» Instructions for the task: Only the lines below starting at the one that contains "pub struct PoissonKnuth" and ending at the one that contains "or not positive." are to be reproduced, exactly and with both ends kept.

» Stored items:
━━━━━━━━━━━━━━━━━━━━

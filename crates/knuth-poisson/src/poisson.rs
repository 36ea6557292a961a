//! Poisson distribution sampled with Knuth's multiplicative method.

use rand::{Rng, distr::Distribution};

use crate::{Error, Result, source::UniformSource};

/// A Poisson distribution sampler using Knuth's algorithm.
///
/// Each sample multiplies uniform draws until the running product falls to `exp(-lambda)` or
/// below, so a sample `k` costs exactly `k + 1` draws. This is only suitable for small and
/// moderate lambda values, the expected cost grows linearly with lambda.
#[derive(Clone, Copy, Debug, PartialEq)]
pub struct PoissonKnuth {
    lambda: f64,
    exp_lambda: f64,
}

impl PoissonKnuth {
    /// Create a new Poisson distribution with the given lambda.
    ///
    /// # Errors
    ///
    /// - [`Error::InvalidParameter`] if lambda is not finite or not positive.
    /// - [`Error::Unsupported`] if `exp(-lambda)` is not a normal float (lambda above about
    ///   708.4), where the multiplicative loop would compare against zero or subnormal values.
    pub fn new(lambda: f64) -> Result<Self> {
        if !(lambda.is_finite() && lambda > 0.0) {
            return Err(Error::InvalidParameter(lambda));
        }
        let exp_lambda = (-lambda).exp();
        if !exp_lambda.is_normal() {
            return Err(Error::Unsupported(lambda));
        }
        Ok(Self { lambda, exp_lambda })
    }

    /// The mean of the distribution.
    pub fn lambda(&self) -> f64 {
        self.lambda
    }

    /// The stopping threshold `exp(-lambda)`, which is also the probability of sampling zero.
    pub fn threshold(&self) -> f64 {
        self.exp_lambda
    }

    /// Draw one sample using the given uniform source.
    #[inline]
    pub fn sample_from<S: UniformSource + ?Sized>(&self, source: &mut S) -> u64 {
        // Knuth algorithm, the first draw is taken unconditionally as exp_lambda rounds to 1.0
        // for tiny lambda
        let mut k = 0;
        let mut p = source.next_uniform();
        while p > self.exp_lambda {
            k += 1;
            p *= source.next_uniform();
        }
        k
    }

    /// Probability mass `lambda^k * exp(-lambda) / k!`, evaluated in log space.
    pub fn pmf(&self, k: u64) -> f64 {
        let ln_factorial: f64 = (2..=k).map(|i| (i as f64).ln()).sum();
        (k as f64 * self.lambda.ln() - self.lambda - ln_factorial).exp()
    }
}

impl Distribution<u64> for PoissonKnuth {
    #[inline]
    fn sample<R: Rng + ?Sized>(&self, rng: &mut R) -> u64 {
        self.sample_from(rng)
    }
}

#[cfg(test)]
#[cfg_attr(coverage_nightly, coverage(off))]
mod tests {
    use rand::{SeedableRng, rngs::SmallRng};

    use super::*;
    use crate::source::Replay;

    const SAMPLE_SIZE: usize = 100_000;

    fn samples(lambda: f64, seed: u64) -> Vec<u64> {
        PoissonKnuth::new(lambda)
            .unwrap()
            .sample_iter(SmallRng::seed_from_u64(seed))
            .take(SAMPLE_SIZE)
            .collect()
    }

    #[test]
    fn test_poisson_new() {
        assert!(PoissonKnuth::new(1.5).is_ok());
        assert!(PoissonKnuth::new(700.0).is_ok());
        assert!(PoissonKnuth::new(f64::MIN_POSITIVE).is_ok());

        assert_eq!(PoissonKnuth::new(0.0), Err(Error::InvalidParameter(0.0)));
        assert_eq!(PoissonKnuth::new(-1.0), Err(Error::InvalidParameter(-1.0)));
        assert_eq!(
            PoissonKnuth::new(f64::INFINITY),
            Err(Error::InvalidParameter(f64::INFINITY))
        );
        assert_eq!(
            PoissonKnuth::new(f64::NEG_INFINITY),
            Err(Error::InvalidParameter(f64::NEG_INFINITY))
        );
        assert!(matches!(
            PoissonKnuth::new(f64::NAN),
            Err(Error::InvalidParameter(lambda)) if lambda.is_nan()
        ));
    }

    #[test]
    fn test_underflow_boundary() {
        // exp(-1000) is exactly zero in double precision
        assert_eq!((-1000.0f64).exp(), 0.0);
        assert_eq!(PoissonKnuth::new(1000.0), Err(Error::Unsupported(1000.0)));
        // exp(-709) is already subnormal
        assert_eq!(PoissonKnuth::new(709.0), Err(Error::Unsupported(709.0)));

        let poisson = PoissonKnuth::new(708.0).unwrap();
        assert!(poisson.threshold().is_normal());
        let mut rng = SmallRng::seed_from_u64(42);
        let k = poisson.sample_from(&mut rng);
        assert!((500..=900).contains(&k));
    }

    #[test]
    fn test_tiny_lambda() {
        let poisson = PoissonKnuth::new(1e-300).unwrap();
        assert_eq!(poisson.threshold(), 1.0);
        let mut source = Replay::new([0.999_999]).unwrap();
        assert_eq!(poisson.sample_from(&mut source), 0);
        assert_eq!(source.draws(), 1);
    }

    #[test]
    fn test_hand_fed_sequence() {
        // 0.9, 0.45 stay above exp(-1) ~ 0.368, 0.225 does not
        let poisson = PoissonKnuth::new(1.0).unwrap();
        let mut source = Replay::new([0.9, 0.5, 0.5]).unwrap();
        assert_eq!(poisson.sample_from(&mut source), 2);
        assert_eq!(source.draws(), 3);

        // The first draw already falls below the threshold
        let mut source = Replay::new([0.1]).unwrap();
        assert_eq!(poisson.sample_from(&mut source), 0);
        assert_eq!(source.draws(), 1);

        // Reproducible across calls
        let mut source = Replay::new([0.99]).unwrap();
        let k1 = poisson.sample_from(&mut source);
        let k2 = poisson.sample_from(&mut source);
        // 0.99^k <= exp(-1) first holds at k = 100
        assert_eq!(k1, 99);
        assert_eq!(k1, k2);
    }

    #[test]
    fn test_draws_per_sample() {
        struct Counting {
            rng: SmallRng,
            draws: u64,
        }

        impl UniformSource for Counting {
            fn next_uniform(&mut self) -> f64 {
                self.draws += 1;
                self.rng.next_uniform()
            }
        }

        let poisson = PoissonKnuth::new(4.0).unwrap();
        let mut source = Counting {
            rng: SmallRng::seed_from_u64(7),
            draws: 0,
        };
        for _ in 0..1000 {
            let before = source.draws;
            let k = poisson.sample_from(&mut source);
            assert_eq!(source.draws - before, k + 1);
        }
    }

    #[test]
    fn test_free_sample() {
        let mut source = Replay::new([0.9, 0.5, 0.5]).unwrap();
        assert_eq!(crate::sample(1.0, &mut source), Ok(2));
        assert_eq!(crate::sample(0.0, &mut source), Err(Error::InvalidParameter(0.0)));
        // Rejected rates consume nothing
        assert_eq!(source.draws(), 3);
    }

    #[test]
    fn test_poisson_distribution_stats() {
        // For Poisson distribution, mean equals variance equals lambda
        let lambda = 10.0;
        let samples = samples(lambda, 42);

        let mean = samples.iter().sum::<u64>() as f64 / samples.len() as f64;
        assert!((mean - lambda).abs() < 0.1, "mean = {mean}");

        let second_moment =
            samples.iter().map(|&x| x.pow(2)).sum::<u64>() as f64 / samples.len() as f64;
        let variance = second_moment - mean.powi(2);
        assert!((variance - lambda).abs() < 0.3, "variance = {variance}");
    }

    #[test]
    fn test_poisson_distribution_shape() {
        let lambda = 10.0;
        let poisson = PoissonKnuth::new(lambda).unwrap();
        let samples = samples(lambda, 1234);

        let mut counts = vec![0usize; 64];
        for &k in &samples {
            counts[(k as usize).min(63)] += 1;
        }
        for (k, &count) in counts.iter().enumerate().take(21) {
            let observed = count as f64 / samples.len() as f64;
            let expected = poisson.pmf(k as u64);
            assert!(
                (observed - expected).abs() < 0.006,
                "k = {k}, observed = {observed}, expected = {expected}"
            );
        }
    }

    #[test]
    fn test_small_lambda() {
        let lambda = 0.2;
        let samples = samples(lambda, 3);
        let zeros = samples.iter().filter(|&&k| k == 0).count() as f64 / samples.len() as f64;
        assert!((zeros - (-lambda).exp()).abs() < 0.01, "zeros = {zeros}");
        assert!(samples.iter().all(|&k| k < 10));
    }

    #[test]
    fn test_pmf() {
        let poisson = PoissonKnuth::new(2.0).unwrap();
        assert!((poisson.pmf(0) - (-2.0f64).exp()).abs() < 1e-12);
        assert!((poisson.pmf(3) - 8.0 / 6.0 * (-2.0f64).exp()).abs() < 1e-12);
        let total: f64 = (0..50).map(|k| poisson.pmf(k)).sum();
        assert!((total - 1.0).abs() < 1e-9);
    }
}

━━━━━━━━━━━━━━━━━━━━

» Completed task:
pub struct PoissonKnuth {
    lambda: f64,
    exp_lambda: f64,
}

impl PoissonKnuth {
    /// Create a new Poisson distribution with the given lambda.
    ///
    /// # Errors
    ///
    /// - [`Error::InvalidParameter`] if lambda is not finite or not positive.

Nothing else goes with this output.